La separación entre las ceremonias de Artes Creativas y la transmisión principal también es importante para esa conclusión. Ocho de los 14 premios de Widow’s Bay se anunciaron más de una semana antes de la gala televisada final, en disciplinas cuyo trabajo los espectadores suelen apreciar sin conocer a las personas responsables. Considerar ambas etapas impide reducir el récord a las actuaciones de celebridades: las decisiones de reparto, la construcción de sets, la fotografía, el sonido y la música formaron parte del mismo resultado que los premios de actuación, guion y dirección mostrados a la audiencia nacional.

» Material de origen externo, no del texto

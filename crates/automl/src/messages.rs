//! JSON bodies exchanged with the AutoML core.

use base64::engine::general_purpose::STANDARD as BASE64;
use base64::Engine as _;
use serde::{Deserialize, Serialize};

use gateway_core::job::{JobResults, JobStatus};
use gateway_core::submission::{DatasetFormat, JobConfig, JobSubmission};
use gateway_core::types::JobId;

/// Body of `POST {worker}/process`.
#[derive(Debug, Clone, PartialEq, Serialize, Deserialize)]
pub struct ProcessJobRequest {
    pub job_id: JobId,
    /// Dataset bytes, standard base64.
    pub dataset: String,
    pub dataset_format: DatasetFormat,
    pub config: JobConfig,
}

impl ProcessJobRequest {
    /// Build the forwarding payload for a validated submission.
    pub fn encode(job_id: impl Into<JobId>, submission: &JobSubmission) -> Self {
        Self {
            job_id: job_id.into(),
            dataset: BASE64.encode(&submission.dataset),
            dataset_format: submission.format,
            config: submission.config.clone(),
        }
    }

    /// Decode the dataset back into raw bytes.
    pub fn dataset_bytes(&self) -> Result<Vec<u8>, base64::DecodeError> {
        BASE64.decode(&self.dataset)
    }
}

/// Body of the worker's `POST /update-status` callback.
#[derive(Debug, Clone, PartialEq, Serialize, Deserialize)]
pub struct UpdateStatusRequest {
    pub job_id: JobId,
    pub status: JobStatus,
    /// Validated to `0..=100` by the gateway; kept wide so out-of-range
    /// values surface as a validation error rather than a decode error.
    #[serde(default)]
    pub progress: i64,
    #[serde(default)]
    pub message: String,
}

/// Body of the worker's `POST /complete` callback.
#[derive(Debug, Clone, PartialEq, Serialize, Deserialize)]
pub struct CompleteJobRequest {
    pub job_id: JobId,
    pub results: JobResults,
}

Lo que el récord define y lo que no

Widow’s Bay ocupa ahora un lugar cuantificable en la historia de los Emmy. Sus 14 premios superaron el total anterior para una comedia en un solo año, y sus victorias abarcaron las disciplinas creativas y técnicas necesarias para realizar una serie. Ese récord es una prueba más sólida del reconocimiento de la industria al trabajo creativo y técnico que cualquier discurso de aceptación o destacado premio de actuación.

Sin embargo, la noche no estableció una jerarquía universal para la televisión. The Pitt siguió siendo el drama preferido, DTF St. Louis encabezó el campo de las series limitadas y se reconocieron actuaciones destacadas en al menos seis programas. El recuento de premios de CBS News también muestra que la historia central de la ceremonia fue un conjunto de ganadores, no el dominio de una sola empresa.

La conclusión perdurable es, por tanto, doble. Una nueva comedia de terror convirtió 19 nominaciones en un récord de 14 victorias, lo que demuestra la rapidez con que una idea en su primera temporada puede obtener un amplio respaldo profesional. Al mismo tiempo, un drama médico que regresaba defendió el premio más destacado para una serie. Los galardones de mayor perfil de la televisión premiaron tanto la irrupción como la constancia, sin dejar a ninguna plataforma con un liderazgo indiscutible sobre el medio.